Collected data
--- START ---
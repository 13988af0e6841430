//! Handlers for the current user's settings.

use axum::{Json, extract::State};
use rust_decimal::Decimal;
use serde::{Deserialize, Serialize};

use crate::{AppState, AuthenticatedUser, Error, lifecycle::update_budget, routes::extract::ApiJson};

/// The body of a budget update and its response.
#[derive(Debug, Serialize, Deserialize)]
pub(crate) struct Budget {
    pub(crate) budget: Decimal,
}

pub(crate) async fn update_budget_endpoint(
    State(state): State<AppState>,
    AuthenticatedUser(user): AuthenticatedUser,
    ApiJson(Budget { budget }): ApiJson<Budget>,
) -> Result<Json<Budget>, Error> {
    let budget = update_budget(&user, budget, &mut state.user_store())?;

    Ok(Json(Budget { budget }))
}
use axum::http::StatusCode;
use axum_test::{TestResponse, TestServer};
use serde_json::Value;

use crate::{
    AppState, build_router,
    test_utils::fixtures::{create_test_user, get_test_connection},
};

/// A server running the full router over an in-memory database.
///
/// Passwords are hashed with the minimum bcrypt cost to keep tests fast.
pub(crate) fn get_test_server() -> (TestServer, AppState) {
    let mut state = AppState::from_connection(get_test_connection(), "secret");
    state.password_cost = 4;
    let server =
        TestServer::try_new(build_router(state.clone())).expect("Could not create test server.");

    (server, state)
}

/// Register `username` directly in the database and issue them a session token.
pub(crate) fn token_for(state: &AppState, username: &str) -> String {
    create_test_user(&state.db_connection, username);

    state.token_codec.issue(username).unwrap()
}

#[track_caller]
pub(crate) fn assert_json_error(response: &TestResponse, status: StatusCode) {
    response.assert_status(status);

    let body = response.json::<Value>();
    assert!(
        body["error"].is_string(),
        "expected a JSON error body, got {body}"
    );
}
--- END ---
Print exactly the lines above, starting at the line that contains "state.token_codec.issue(username).unwrap()" and ending with the last line of the records, both included.

Expected answer:
    state.token_codec.issue(username).unwrap()
}

#[track_caller]
pub(crate) fn assert_json_error(response: &TestResponse, status: StatusCode) {
    response.assert_status(status);

    let body = response.json::<Value>();
    assert!(
        body["error"].is_string(),
        "expected a JSON error body, got {body}"
    );
}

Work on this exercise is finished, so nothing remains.